Excerpts from a dataset
****************
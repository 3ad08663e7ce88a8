//! Fire-once delivery timers.
//!
//! Timers live in memory only: a pending delivery does not survive a
//! process restart and is not retried on failure. Cancellation is only
//! possible by id before the timer fires.

use std::collections::HashMap;
use std::future::Future;
use std::sync::{Arc, Mutex};
use std::time::Duration;

use tokio_util::sync::CancellationToken;
use uuid::Uuid;

#[derive(Default, Clone)]
pub struct ScheduledDeliveries {
    inner: Arc<Mutex<HashMap<Uuid, CancellationToken>>>,
}

impl ScheduledDeliveries {
    pub fn new() -> Self {
        Self::default()
    }

    /// Spawns a timer that runs `deliver` after `delay` unless the id
    /// is cancelled first.
    pub fn schedule<F>(&self, id: Uuid, delay: Duration, deliver: F)
    where
        F: Future<Output = ()> + Send + 'static,
    {
        let token = CancellationToken::new();
        self.inner.lock().unwrap().insert(id, token.clone());

        let registry = Arc::clone(&self.inner);
        tokio::spawn(async move {
            tokio::select! {
                _ = token.cancelled() => {
                    tracing::debug!(%id, "scheduled delivery cancelled");
                }
                _ = tokio::time::sleep(delay) => {
                    deliver.await;
                }
            }
            registry.lock().unwrap().remove(&id);
        });
    }

    /// Returns false when the timer already fired or the id is unknown.
    pub fn cancel(&self, id: Uuid) -> bool {
        match self.inner.lock().unwrap().remove(&id) {
            Some(token) => {
                token.cancel();
                true
            }
            None => false,
        }
    }

    pub fn pending(&self) -> usize {
        self.inner.lock().unwrap().len()
    }
}

#[cfg(test)]
mod tests {
    use super::*;
    use std::sync::atomic::{AtomicBool, Ordering};

    #[tokio::test(start_paused = true)]
    async fn test_timer_fires_after_delay() {
        let deliveries = ScheduledDeliveries::new();
        let fired = Arc::new(AtomicBool::new(false));

        let flag = Arc::clone(&fired);
        deliveries.schedule(Uuid::new_v4(), Duration::from_secs(60), async move {
            flag.store(true, Ordering::SeqCst);
        });
        assert_eq!(deliveries.pending(), 1);

        tokio::time::sleep(Duration::from_secs(61)).await;
        tokio::task::yield_now().await;
        assert!(fired.load(Ordering::SeqCst));
        assert_eq!(deliveries.pending(), 0);
    }

    #[tokio::test(start_paused = true)]
    async fn test_cancel_before_fire_suppresses_delivery() {
        let deliveries = ScheduledDeliveries::new();
        let fired = Arc::new(AtomicBool::new(false));

        let id = Uuid::new_v4();
        let flag = Arc::clone(&fired);
        deliveries.schedule(id, Duration::from_secs(60), async move {
            flag.store(true, Ordering::SeqCst);
        });

        assert!(deliveries.cancel(id));
        tokio::time::sleep(Duration::from_secs(120)).await;
        tokio::task::yield_now().await;
        assert!(!fired.load(Ordering::SeqCst));
    }

    #[tokio::test]
    async fn test_cancel_unknown_id_is_false() {
        let deliveries = ScheduledDeliveries::new();
        assert!(!deliveries.cancel(Uuid::new_v4()));
    }
}
//! In-memory collaborators for tests and single-process embedders.

use std::collections::HashMap;
use std::sync::Mutex;

use async_trait::async_trait;
use uuid::Uuid;

use crate::entity::{
    EscalationLevel, EscalationRecord, NotificationEvent, NotificationPreferences, Post,
    PostStatus,
};
use crate::error::{HavenError, Result};

use super::{
    EscalationStore, EscalationUpdate, NotificationStore, PostStore, PushDelivery, PushMessage,
    UserGateway,
};

/// Implements every store port over locked hash maps.
#[derive(Default)]
pub struct MemoryStore {
    posts: Mutex<HashMap<Uuid, Post>>,
    escalations: Mutex<HashMap<Uuid, EscalationRecord>>,
    notifications: Mutex<HashMap<Uuid, NotificationEvent>>,
    preferences: Mutex<HashMap<Uuid, NotificationPreferences>>,
    tokens: Mutex<HashMap<Uuid, String>>,
}

impl MemoryStore {
    pub fn new() -> Self {
        Self::default()
    }

    pub fn insert_post(&self, post: Post) {
        self.posts.lock().unwrap().insert(post.id, post);
    }

    pub fn set_preferences(&self, prefs: NotificationPreferences) {
        self.preferences.lock().unwrap().insert(prefs.user_id, prefs);
    }

    pub fn set_push_token(&self, user_id: Uuid, token: String) {
        self.tokens.lock().unwrap().insert(user_id, token);
    }

    pub fn notification(&self, id: Uuid) -> Option<NotificationEvent> {
        self.notifications.lock().unwrap().get(&id).cloned()
    }

    pub fn notification_count(&self) -> usize {
        self.notifications.lock().unwrap().len()
    }
}

#[async_trait]
impl PostStore for MemoryStore {
    async fn get_post(&self, id: Uuid) -> Result<Option<Post>> {
        Ok(self.posts.lock().unwrap().get(&id).cloned())
    }

    async fn mark_escalated(
        &self,
        id: Uuid,
        level: EscalationLevel,
        reason: &str,
    ) -> Result<bool> {
        let mut posts = self.posts.lock().unwrap();
        match posts.get_mut(&id) {
            Some(post) if post.escalation_level.is_none() => {
                post.status = PostStatus::Escalated;
                post.escalation_level = Some(level);
                post.escalation_reason = Some(reason.to_string());
                Ok(true)
            }
            _ => Ok(false),
        }
    }

    async fn overwrite_escalation(
        &self,
        id: Uuid,
        level: EscalationLevel,
        reason: &str,
    ) -> Result<bool> {
        let mut posts = self.posts.lock().unwrap();
        match posts.get_mut(&id) {
            Some(post) => {
                post.escalation_level = Some(level);
                post.escalation_reason = Some(reason.to_string());
                Ok(true)
            }
            None => Ok(false),
        }
    }
}

#[async_trait]
impl EscalationStore for MemoryStore {
    async fn create_escalation(&self, record: &EscalationRecord) -> Result<()> {
        let mut escalations = self.escalations.lock().unwrap();
        if escalations.values().any(|r| r.post_id == record.post_id) {
            return Err(HavenError::DuplicateEscalation(record.post_id));
        }
        escalations.insert(record.id, record.clone());
        Ok(())
    }

    async fn get_escalation(&self, id: Uuid) -> Result<Option<EscalationRecord>> {
        Ok(self.escalations.lock().unwrap().get(&id).cloned())
    }

    async fn update_escalation(
        &self,
        id: Uuid,
        update: &EscalationUpdate,
    ) -> Result<Option<EscalationRecord>> {
        let mut escalations = self.escalations.lock().unwrap();
        let Some(record) = escalations.get_mut(&id) else {
            return Ok(None);
        };
        if let Some(status) = update.status {
            record.status = status;
        }
        if let Some(assigned_to) = update.assigned_to {
            record.assigned_to = assigned_to;
        }
        if let Some(resolved_at) = update.resolved_at {
            record.resolved_at = resolved_at;
        }
        if let Some(ref notes) = update.notes {
            record.notes = notes.clone();
        }
        Ok(Some(record.clone()))
    }

    async fn open_escalations(&self) -> Result<Vec<EscalationRecord>> {
        Ok(self
            .escalations
            .lock()
            .unwrap()
            .values()
            .filter(|r| !r.status.is_terminal())
            .cloned()
            .collect())
    }
}

#[async_trait]
impl NotificationStore for MemoryStore {
    async fn create_notification(&self, event: &NotificationEvent) -> Result<()> {
        self.notifications
            .lock()
            .unwrap()
            .insert(event.id, event.clone());
        Ok(())
    }

    async fn unread_notifications(&self, user_id: Uuid) -> Result<Vec<NotificationEvent>> {
        let mut events: Vec<NotificationEvent> = self
            .notifications
            .lock()
            .unwrap()
            .values()
            .filter(|e| e.user_id == user_id && !e.read)
            .cloned()
            .collect();
        events.sort_by_key(|e| e.created_at);
        Ok(events)
    }

    async fn mark_read(&self, id: Uuid) -> Result<bool> {
        let mut notifications = self.notifications.lock().unwrap();
        match notifications.get_mut(&id) {
            Some(event) => {
                event.read = true;
                Ok(true)
            }
            None => Ok(false),
        }
    }

    async fn mark_delivered(&self, id: Uuid) -> Result<bool> {
        let mut notifications = self.notifications.lock().unwrap();
        match notifications.get_mut(&id) {
            Some(event) => {
                event.scheduled = false;
                Ok(true)
            }
            None => Ok(false),
        }
    }
}

#[async_trait]
impl UserGateway for MemoryStore {
    async fn preferences(&self, user_id: Uuid) -> Result<Option<NotificationPreferences>> {
        Ok(self.preferences.lock().unwrap().get(&user_id).cloned())
    }

    async fn push_token(&self, user_id: Uuid) -> Result<Option<String>> {
        Ok(self.tokens.lock().unwrap().get(&user_id).cloned())
    }
}

/// Push sink that records every message for assertions.
#[derive(Default)]
pub struct RecordingPush {
    messages: Mutex<Vec<PushMessage>>,
}

impl RecordingPush {
    pub fn new() -> Self {
        Self::default()
    }

    pub fn messages(&self) -> Vec<PushMessage> {
        self.messages.lock().unwrap().clone()
    }
}

#[async_trait]
impl PushDelivery for RecordingPush {
    async fn push(&self, message: PushMessage) -> Result<()> {
        self.messages.lock().unwrap().push(message);
        Ok(())
    }
}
****************
**Aim of the exercise:**
Wherever a line above contains the string "SeqCst", copy that line.

**Answer box:**
            flag.store(true, Ordering::SeqCst);
        assert!(fired.load(Ordering::SeqCst));
            flag.store(true, Ordering::SeqCst);
        assert!(!fired.load(Ordering::SeqCst));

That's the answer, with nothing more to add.